We snorkeled off Coral Garden Resort near  Beaches resort in Turks and Caicos and saw a barracuda, a sea turtle, and many many fish !Beautiful spot


----------



## lynne (Mar 19, 2010)

Norman Island in the BVI is one of our favorites.  You need to get there via boat but well worth it.


----------



## Egret1986 (Mar 19, 2010)

*Will be in the Bahams Easter Week*



Snorkey said:


> come follow me at Bahamas.  you can snorkle on the shore or rent a boat.



We have a couple of snorkeling excursions planned.  We're really looking forward to having our 16 year old sons with us and seeing some of the underwater sights we experienced when my husband and I snorkeled in the BVIs.


----------



## SpikeMauler (Mar 19, 2010)

Sapphire Beach Resort, St Thomas.
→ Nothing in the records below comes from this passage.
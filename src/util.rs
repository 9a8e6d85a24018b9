//! Shared utility functions.

use std::path::{Path, PathBuf};

use tokio::task::spawn_blocking;

use crate::{Error, Result};

/// Run synchronous work (zip writing, directory walks) off the async thread.
pub async fn blocking<F, T>(f: F) -> Result<T>
where
    F: FnOnce() -> Result<T> + Send + 'static,
    T: Send + 'static,
{
    spawn_blocking(f)
        .await
        .map_err(|e| Error::TaskJoin(e.to_string()))?
}

/// Expand a leading `~/` to the user's home directory.
pub fn expand_tilde(path: &str) -> PathBuf {
    if let Some(rest) = path.strip_prefix("~/") {
        if let Some(home) = dirs::home_dir() {
            return home.join(rest);
        }
    }
    PathBuf::from(path)
}

/// Resolve `path` against `base` unless it is already absolute.
pub fn resolve(base: &Path, path: &Path) -> PathBuf {
    if path.is_absolute() {
        path.to_path_buf()
    } else {
        base.join(path)
    }
}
Snorkeled there yesterday.Beautiful beach,very good snorkeling for a resort. Turtles come and feed off the sea grass just offshore. Lots of fish too.


----------



## m61376 (Mar 20, 2010)

There's some excellent snorkeling in Aruba, as posted above, in an area just North of the Palm Beach hotels (about 2-3 miles), accessible from the shore (Malmok, Arashi and Boca Catalina beaches). Of course, there are snorkeling boat trips available too.


----------



## Carolyn (Mar 20, 2010)

We have been to lots of Caribbean islands and are avid snorkelers.  Best snorkeling from shore....St. John!!! 2/3 of the island is National Park (Thank you Mr. Rockefeller).


----------



## Judy (Mar 21, 2010)

Bonaire   The Divi Bonaire and Buddy Dive Bonaire both have snorkeling right off their docks.  Or you can get in your rental truck and drive to more snorkeling and diving spots than you can possibly visit in a week.  
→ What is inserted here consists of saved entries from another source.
//! Running an external bundler (webpack, esbuild, rollup, ...).
//!
//! The bundler is an ordinary program on `PATH`. Its stdout is returned as
//! the build log; on failure its `ERROR`/`WARNING` blocks are picked out of
//! the output so each error becomes its own cause.

use std::path::PathBuf;
use std::process::Stdio;

use serde::{Deserialize, Serialize};
use tokio::process::Command;

use crate::{rig_debug, rig_warn, Error, Result};

/// How to invoke the bundler.
#[derive(Debug, Clone, PartialEq, Eq, Serialize, Deserialize)]
pub struct Bundler {
    /// Program name or path, resolved through `PATH`.
    pub program: String,
    /// Arguments passed verbatim.
    #[serde(default)]
    pub args: Vec<String>,
    /// Working directory; the current directory when unset.
    #[serde(default)]
    pub cwd: Option<PathBuf>,
}

/// What a successful bundler run produced.
#[derive(Debug, Clone, Default, PartialEq, Eq)]
pub struct BundleOutput {
    /// Standard output, the bundler's build log.
    pub log: String,
    /// `WARNING` blocks found in stdout or stderr.
    pub warnings: Vec<String>,
}

impl Bundler {
    pub fn new(program: impl Into<String>) -> Self {
        Self {
            program: program.into(),
            args: Vec::new(),
            cwd: None,
        }
    }

    pub fn arg(mut self, arg: impl Into<String>) -> Self {
        self.args.push(arg.into());
        self
    }

    pub fn args<I, S>(mut self, args: I) -> Self
    where
        I: IntoIterator<Item = S>,
        S: Into<String>,
    {
        self.args.extend(args.into_iter().map(Into::into));
        self
    }

    pub fn current_dir(mut self, dir: impl Into<PathBuf>) -> Self {
        self.cwd = Some(dir.into());
        self
    }

    /// Human-readable command line, for task names and logs.
    pub fn command_line(&self) -> String {
        std::iter::once(self.program.as_str())
            .chain(self.args.iter().map(String::as_str))
            .collect::<Vec<_>>()
            .join(" ")
    }

    /// Locate the program. A relative path like `node_modules/.bin/webpack`
    /// is taken relative to `cwd` when one is set; bare names go through
    /// `PATH`.
    fn resolve_program(&self) -> Result<PathBuf> {
        let found = match &self.cwd {
            Some(cwd) => which::which_in(&self.program, std::env::var_os("PATH"), cwd),
            None => which::which(&self.program),
        };
        found.map_err(|_| Error::CommandNotFound(self.program.clone()))
    }

    /// Run the bundler and return its stdout and warnings.
    ///
    /// Warnings are also written to the diagnostic log. A non-zero exit
    /// becomes one [`Error::Bundler`] per reported error, combined with
    /// [`Error::aggregate`].
    pub async fn run(&self) -> Result<BundleOutput> {
        let program = self.resolve_program()?;
        rig_debug!("bundler: {} (resolved {})", self.command_line(), program.display());

        let mut cmd = Command::new(program);
        cmd.args(&self.args)
            .stdin(Stdio::null())
            .stdout(Stdio::piped())
            .stderr(Stdio::piped());
        if let Some(cwd) = &self.cwd {
            cmd.current_dir(cwd);
        }

        let output = cmd.output().await?;
        let stdout = String::from_utf8_lossy(&output.stdout).into_owned();
        let stderr = String::from_utf8_lossy(&output.stderr).into_owned();

        let mut diagnostics = parse_diagnostics(&stdout);
        diagnostics.extend(parse_diagnostics(&stderr));

        let warnings: Vec<String> = diagnostics
            .iter()
            .filter(|d| d.severity == Severity::Warning)
            .map(|d| d.message.clone())
            .collect();
        for warning in &warnings {
            rig_warn!("{}: {}", self.program, warning);
        }

        if output.status.success() {
            return Ok(BundleOutput {
                log: stdout,
                warnings,
            });
        }

        let errors: Vec<Error> = diagnostics
            .into_iter()
            .filter(|d| d.severity == Severity::Error)
            .map(|d| Error::Bundler(d.message))
            .collect();
        if !errors.is_empty() {
            return Err(Error::aggregate(errors));
        }

        let detail = [stderr.trim(), stdout.trim()]
            .into_iter()
            .find(|s| !s.is_empty())
            .map(str::to_string)
            .unwrap_or_else(|| format!("exited with {}", output.status));
        Err(Error::Bundler(format!("{} failed: {}", self.program, detail)))
    }
}

#[derive(Debug, Clone, Copy, PartialEq, Eq)]
enum Severity {
    Error,
    Warning,
}

#[derive(Debug, Clone, PartialEq, Eq)]
struct Diagnostic {
    severity: Severity,
    message: String,
}

fn severity_of(line: &str) -> Option<Severity> {
    let head = line.trim_start().to_ascii_lowercase();
    if head.starts_with("error") {
        Some(Severity::Error)
    } else if head.starts_with("warning") || head.starts_with("warn ") {
        Some(Severity::Warning)
    } else {
        None
    }
}

/// Split bundler output into error and warning blocks.
///
/// A block starts at a line beginning with `ERROR`/`WARNING` (any case) and
/// runs until a blank line or the next block.
fn parse_diagnostics(text: &str) -> Vec<Diagnostic> {
    let mut found = Vec::new();
    let mut current: Option<(Severity, Vec<&str>)> = None;

    for line in text.lines() {
        if let Some(severity) = severity_of(line) {
            if let Some((sev, lines)) = current.take() {
                found.push(Diagnostic { severity: sev, message: lines.join("\n") });
            }
            current = Some((severity, vec![line.trim_end()]));
        } else if line.trim().is_empty() {
            if let Some((sev, lines)) = current.take() {
                found.push(Diagnostic { severity: sev, message: lines.join("\n") });
            }
        } else if let Some((_, lines)) = current.as_mut() {
            lines.push(line.trim_end());
        }
    }
    if let Some((severity, lines)) = current {
        found.push(Diagnostic { severity, message: lines.join("\n") });
    }
    found
}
Buddy Dive/Lions Dive BONAIRE
http://www.photoshow.com/watch/ax8cG7IU


----------



## Numismatist (Mar 21, 2010)

SpikeMauler said:


> Sapphire Beach Resort, St Thomas. Snorkeled there yesterday.Beautiful beach,very good snorkeling for a resort. Turtles come and feed off the sea grass just offshore. Lots of fish too.





Carolyn said:


> We have been to lots of Caribbean islands and are avid snorkelers.  Best snorkeling from shore....St. John!!! 2/3 of the island is National Park (Thank you Mr. Rockefeller).
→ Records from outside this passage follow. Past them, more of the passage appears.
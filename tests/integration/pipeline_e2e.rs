//! Pipeline files run end to end against a temporary workspace.

use std::io::Read;
use std::sync::Arc;

use buildrig::config::Config;
use buildrig::orchestration::LogSink;
use buildrig::pipeline::{outline, BuildContext, Pipeline};
use buildrig::TaskKind;

use crate::fixtures::{RunHarness, TestWorkspace};

const RELEASE: &str = r#"
name = "release"

[[steps]]
step = "clean"
path = "dist"

[[steps]]
name = "assets"
step = "parallel"

  [[steps.steps]]
  step = "copy_dir"
  src = "static/css"
  dest = "dist/css"

  [[steps.steps]]
  name = "stamp version"
  step = "replace"
  src = "static/index.html"
  dest = "dist/index.html"
  pattern = "__VERSION__"
  replacement = "1.4.0"

[[steps]]
step = "zip"
source = "dist"
output = "release.zip"
"#;

fn load(ws: &TestWorkspace, text: &str) -> buildrig::Task {
    let path = ws.pipeline_file(text);
    let pipeline = Pipeline::load(&path).expect("pipeline parses");
    pipeline
        .to_task(&BuildContext::for_file(&path, &Config::default()))
        .expect("pipeline builds")
}

fn load_with_sink(ws: &TestWorkspace, text: &str, sink: Arc<dyn LogSink>) -> buildrig::Task {
    let path = ws.pipeline_file(text);
    let ctx = BuildContext::for_file(&path, &Config::default()).with_sink(sink);
    Pipeline::load(&path)
        .expect("pipeline parses")
        .to_task(&ctx)
        .expect("pipeline builds")
}

/// Given a workspace with static assets
/// When the release pipeline runs
/// Then dist/ holds the stamped copy and release.zip holds dist/
#[tokio::test]
async fn test_release_pipeline() {
    let ws = TestWorkspace::new();
    ws.write("dist/stale.txt", "old");
    let task = load(&ws, RELEASE);
    assert_eq!(task.name(), "release");
    assert_eq!(task.kind(), TaskKind::Series);

    let harness = RunHarness::new();
    let outcome = harness.runner.run(&task).await;

    assert!(outcome.is_success(), "run failed: {:?}", outcome.error);
    assert!(!ws.exists("dist/stale.txt"));
    assert_eq!(ws.read("dist/index.html"), "<title>1.4.0</title>");
    assert_eq!(ws.read("dist/css/site.css"), "body {}");
    assert!(ws.exists("release.zip"));

    let file = std::fs::File::open(ws.root().join("release.zip")).unwrap();
    let mut archive = zip::ZipArchive::new(file).unwrap();
    let mut html = String::new();
    archive
        .by_name("index.html")
        .unwrap()
        .read_to_string(&mut html)
        .unwrap();
    assert_eq!(html, "<title>1.4.0</title>");
    assert!(archive.by_name("css/site.css").is_ok());

    assert_eq!(harness.lines_starting("start ").len(), 4);
    assert!(harness.sink.contains("start stamp version"));
    assert!(!harness.sink.contains("assets"));
}

/// Outline shows named groups with their kind
#[test]
fn test_release_outline() {
    let ws = TestWorkspace::new();
    let task = load(&ws, RELEASE);

    let text = outline(&task);

    assert!(text.starts_with("release [series]\n"));
    assert!(text.contains("  assets [parallel]\n"));
    assert!(text.contains("    - stamp version\n"));
    assert_eq!(task.leaf_count(), 4);
}

/// Given a copy step whose source is missing
/// When the pipeline runs
/// Then later steps do not run and the error is reported
#[tokio::test]
async fn test_failing_step_stops_series() {
    let ws = TestWorkspace::new();
    let task = load(
        &ws,
        r#"
[[steps]]
name = "copy missing"
step = "copy"
src = "static/nope.txt"
dest = "dist/nope.txt"

[[steps]]
step = "zip"
source = "static"
output = "static.zip"
"#,
    );

    let harness = RunHarness::new();
    let outcome = harness.runner.run(&task).await;

    assert!(!outcome.is_success());
    assert!(!ws.exists("static.zip"));
    assert_eq!(harness.lines_starting("failed copy missing in ").len(), 1);
    assert_eq!(harness.lines_starting("Failed in ").len(), 1);
}

/// Empty groups are rejected before anything runs
#[test]
fn test_empty_group_rejected() {
    let ws = TestWorkspace::new();
    let path = ws.pipeline_file(
        r#"
[[steps]]
name = "nothing"
step = "parallel"
steps = []
"#,
    );
    let pipeline = Pipeline::load(&path).unwrap();

    let err = pipeline
        .to_task(&BuildContext::for_file(&path, &Config::default()))
        .unwrap_err();

    assert!(err.to_string().contains("nothing"));
}

/// A bundle step runs the configured program in the workspace
#[cfg(unix)]
#[tokio::test]
async fn test_bundle_step_runs_program() {
    let ws = TestWorkspace::new();
    let task = load(
        &ws,
        r#"
[[steps]]
name = "fake bundle"
step = "bundle"
program = "sh"
args = ["-c", "mkdir -p out && cp src/main.ts out/main.js"]
"#,
    );

    let outcome = RunHarness::new().runner.run(&task).await;

    assert!(outcome.is_success(), "run failed: {:?}", outcome.error);
    assert_eq!(ws.read("out/main.js"), "console.log('hi');");
}

/// Bundler errors become one failure per reported block
#[cfg(unix)]
#[tokio::test]
async fn test_bundle_errors_are_collected() {
    let ws = TestWorkspace::new();
    let task = load(
        &ws,
        r#"
[[steps]]
step = "bundle"
program = "sh"
args = ["-c", "printf 'ERROR in ./a.ts\n\nERROR in ./b.ts\n'; exit 2"]
"#,
    );

    let outcome = RunHarness::new().runner.run(&task).await;

    assert_eq!(
        outcome.summary().failures,
        vec!["ERROR in ./a.ts", "ERROR in ./b.ts"]
    );
}

/// Given a bundler installed under the workspace's node_modules
/// When a bundle step names it by relative path
/// Then it is found next to the pipeline file, not the process directory
#[cfg(unix)]
#[tokio::test]
async fn test_bundle_program_relative_to_pipeline_file() {
    use std::os::unix::fs::PermissionsExt;

    let ws = TestWorkspace::new();
    ws.write(
        "node_modules/.bin/webpack",
        "#!/bin/sh\nmkdir -p dist && cp src/main.ts dist/main.js\n",
    );
    let script = ws.root().join("node_modules/.bin/webpack");
    std::fs::set_permissions(&script, std::fs::Permissions::from_mode(0o755)).unwrap();
    assert_ne!(std::env::current_dir().unwrap(), ws.root());

    let task = load(
        &ws,
        r#"
[[steps]]
step = "bundle"
program = "node_modules/.bin/webpack"
"#,
    );

    let outcome = RunHarness::new().runner.run(&task).await;

    assert!(outcome.is_success(), "run failed: {:?}", outcome.error);
    assert_eq!(ws.read("dist/main.js"), "console.log('hi');");
}

/// Bundler warnings reach the run's sink while the step still succeeds
#[cfg(unix)]
#[tokio::test]
async fn test_bundle_warnings_reach_sink() {
    let ws = TestWorkspace::new();
    let harness = RunHarness::new();
    let task = load_with_sink(
        &ws,
        r#"
[[steps]]
name = "bundle"
step = "bundle"
program = "sh"
args = ["-c", "printf 'WARNING in ./src/main.ts\\nunused import\\n'"]
"#,
        harness.sink.clone(),
    );

    let outcome = harness.runner.run(&task).await;

    assert!(outcome.is_success());
    assert_eq!(
        harness.sink.warnings(),
        vec!["WARNING in ./src/main.ts\nunused import"]
    );
    assert!(harness.sink.errors().is_empty());
    assert_eq!(harness.lines_starting("completed bundle in ").len(), 1);
}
YES!  And they're both right near each other!


----------



## cyntravel (Mar 22, 2010)

*Best places to snorkel*

I would like to say thanks to everyone that has replied to this email.

I was checking for a friend who is looking for a great location for snorkeling. 
I have vacationed and snorkeled in Aruba, Cayman Islands, Hawaii, Bahamas and one of my favorite St. Martin but most of those were before the last hurricanes. 

I haven't snorkeled in the BVI which sounds amazing.

Thanks for you input 
Cin


----------